NeuralkAI Categorization Example#

This example shows how to use the NeuralkAI SDK to predict product categories. We use a subset of the Best Buy dataset.

import os
import tempfile
from pathlib import Path

import polars as pl

from neuralk import Neuralk
from neuralk.datasets import best_buy

Loading username and password#

To connect to the Neuralk API, we need to authenticate. Here we read the username and password from environment variables. We first attempt to load any variables set in a dotenv file.

Then, we can create a Neuralk client to connect to the API.

try:
    from dotenv import load_dotenv

    load_dotenv()
except ImportError:
    print("python-dotenv not installed, skipping .env loading")

user = os.environ.get("NEURALK_USER")
password = os.environ.get("NEURALK_PASSWORD")

client = Neuralk(user, password)

Uploading datasets into a project#

All the datasets and the analyses we run on them belong to a project. Those are managed through the .projects attribute of the Neuralk client.

Here we retrieve the "best_buy" project, creating it if it does not exist yet. Note that we can get the list of all projects accessible from our client with Neuralk.projects.get_list

def get_or_create_project(name):
    project = next((p for p in client.projects.get_list() if p.name == name), None)
    if project is None:
        project = client.projects.create(name)
    return project


project = get_or_create_project("best_buy")

The Neuralk SDK package provides a few example datasets with which we can try out the API in the datasets module. We obtain the path to a Parquet file containing a (training) subset of the Best Buy data.

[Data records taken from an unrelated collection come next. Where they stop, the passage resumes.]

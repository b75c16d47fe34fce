/// 日志工具模块
///
/// 提供日志初始化、格式化和输出的辅助函数
use std::path::Path;

use tracing::info;
use tracing_subscriber::EnvFilter;

/// 初始化全局日志（`RUST_LOG` 可覆盖，默认 info）
///
/// 重复调用不会报错，测试中可以随意调用
pub fn init() {
    let filter = EnvFilter::try_from_default_env().unwrap_or_else(|_| EnvFilter::new("info"));
    let _ = tracing_subscriber::fmt()
        .with_env_filter(filter)
        .with_target(false)
        .try_init();
}

/// 记录程序启动信息
///
/// # 参数
/// - `mode`: 运行模式描述
/// - `max_parallel`: 最大并发数
pub fn log_startup(mode: &str, max_parallel: usize) {
    info!("{}", "=".repeat(60));
    info!("🚀 程序启动 - {}", mode);
    info!("📊 最大并发数: {}", max_parallel);
    info!(
        "🕐 启动时间: {}",
        chrono::Local::now().format("%Y-%m-%d %H:%M:%S")
    );
    info!("{}", "=".repeat(60));
}

/// 记录批次开始信息
///
/// # 参数
/// - `name`: 批次名称（查询或 profile）
/// - `total`: 工作项总数
pub fn log_batch_start(name: &str, total: usize) {
    info!("\n{}", "=".repeat(60));
    info!("📦 开始处理: {}", name);
    info!("📄 共 {} 项", total);
    info!("{}", "=".repeat(60));
}

/// 记录批次完成信息
pub fn log_batch_complete(name: &str, success: usize, total: usize) {
    info!("\n{}", "─".repeat(60));
    info!("✓ {} 完成: 成功 {}/{}", name, success, total);
    info!("{}", "─".repeat(60));
}

/// 打印最终统计信息
///
/// # 参数
/// - `success`: 写出的行数
/// - `total`: 输入项总数
/// - `output_path`: 输出文件路径
pub fn print_final_stats(success: usize, total: usize, output_path: &Path) {
    info!("\n{}", "=".repeat(60));
    info!("📊 全部处理完成统计");
    info!(
        "完成时间: {}",
        chrono::Local::now().format("%Y-%m-%d %H:%M:%S")
    );
    info!("{}", "=".repeat(60));
    info!("✅ 成功: {}/{}", success, total);
    info!("❌ 丢弃: {}", total.saturating_sub(success));
    info!("{}", "=".repeat(60));
    info!("\n结果已保存至: {}", output_path.display());
}

/// 截断长文本用于日志显示
///
/// # 参数
/// - `text`: 原始文本
/// - `max_len`: 最大长度
///
/// # 返回
/// 返回截断后的文本
pub fn truncate_text(text: &str, max_len: usize) -> String {
    if text.chars().count() > max_len {
        text.chars().take(max_len).collect::<String>() + "..."
    } else {
        text.to_string()
    }
}

/// 测试用日志捕获：在当前线程安装一个写入内存的 subscriber
#[cfg(test)]
pub(crate) mod capture {
    use std::io::Write;
    use std::sync::{Arc, Mutex};

    use tracing::subscriber::DefaultGuard;

    #[derive(Clone, Default)]
    pub(crate) struct LogCapture(Arc<Mutex<Vec<u8>>>);

    impl Write for LogCapture {
        fn write(&mut self, buf: &[u8]) -> std::io::Result<usize> {
            self.0.lock().unwrap().extend_from_slice(buf);
            Ok(buf.len())
        }

        fn flush(&mut self) -> std::io::Result<()> {
            Ok(())
        }
    }

    impl LogCapture {
        /// 仅对当前线程生效，配合 current_thread 运行时使用
        pub(crate) fn start() -> (Self, DefaultGuard) {
            let capture = Self::default();
            let writer = capture.clone();
            let subscriber = tracing_subscriber::fmt()
                .with_ansi(false)
                .with_max_level(tracing::Level::INFO)
                .with_writer(move || writer.clone())
                .finish();
            (capture, tracing::subscriber::set_default(subscriber))
        }

        /// 指定级别的日志行
        pub(crate) fn lines_at(&self, level: &str) -> Vec<String> {
            let raw = self.0.lock().unwrap();
            String::from_utf8_lossy(&raw)
                .lines()
                .filter(|line| line.split_whitespace().any(|word| word == level))
                .map(str::to_string)
                .collect()
        }
    }
}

to make the example run fast we use a small subset, pass subsample=False to run on full dataset

local_dataset = best_buy(subsample=True)
pl.read_parquet(local_dataset["train_path"])

shape: (100, 7)

name	description	neuralk categorization level 0	neuralk categorization level 1	neuralk categorization level 2	neuralk categorization level 3	neuralk categorization level 4
str	str	str	str	str	str	str
"EnerPlex - Surfr Amp Battery C…	"ENERPLEX Surfr Amp Battery Cas…	"Cell Phones"	"Cell Phone Accessories"	"iPhone Accessories"	"iPhone Cases & Clips"	null
"Resident Evil 5 - PRE-OWNED - …	"Daylight won't protect you fro…	"Video Games"	"Pre-Owned Games"	null	null	null
"Elite - 8-Cup Rice Cooker - Wh…	"Steamer attachment with cool-t…	"Appliances"	"Small Kitchen Appliances"	"Steamers, Rice Cookers & Press…	"Rice Cookers"	null
"VTech - CS6619-16 DECT 6.0 Exp…	"1 handset includedSpecial Feat…	"Connected Home & Housewares"	"Telephones & Communication"	"Cordless Telephones"	"Systems"	null
"Apple - Certified Pre-Owned iP…	"Certified Pre-Owned5.5-inch Re…	"Cell Phones"	"Refurbished & Pre-Owned Phones"	"Pre-Owned Phones"	null	null
…	…	…	…	…	…	…
"mophie - juice pack air Chargi…	"Compatible with Apple iPhone S…	"Cell Phones"	"Cell Phone Accessories"	"iPhone Accessories"	"iPhone Cases & Clips"	null
"Metra - Turbo Wire Harness Ada…	"From our expanded online assor…	"Car Electronics & GPS"	"Car Installation Parts & Acces…	"Car Audio Installation Parts"	"Deck Installation Parts"	"Deck Harnesses"
"Isaac Mizrahi - Smartwatch 42m…	"Compatible with select Apple a…	"Cell Phones"	"Cell Phone Accessories"	"Smartwatches & Accessories"	"Smartwatches"	null
"Nintendo Selects: Super Mario …	"Leave gravity at home and enjo…	"Video Games"	"Wii"	"Wii Games"	null	null
"Acer - Aspire Z 23" Touch-Scre…	"Windows 8.1, upgrade to Window…	"Computers & Tablets"	"Desktop & All-in-One Computers"	"All Desktops"	null	null

To run an analysis, we need to create a dataset on the platform. Those are managed through the .datasets attribute of the Neuralk client.

The data is uploaded to our project with Neuralk.datasets.create. We pass the project object, a name for the dataset, and the local path of the CSV or Parquet file (in this case, Parquet) to upload.

train_dataset = client.datasets.create(
    project, "best_buy_train", local_dataset["train_path"]
)

Fitting a product categorization workflow#

The next step is to fit a workflow on the training data. Later, we will be able to use it to categorize new products for which we do not have a ground truth.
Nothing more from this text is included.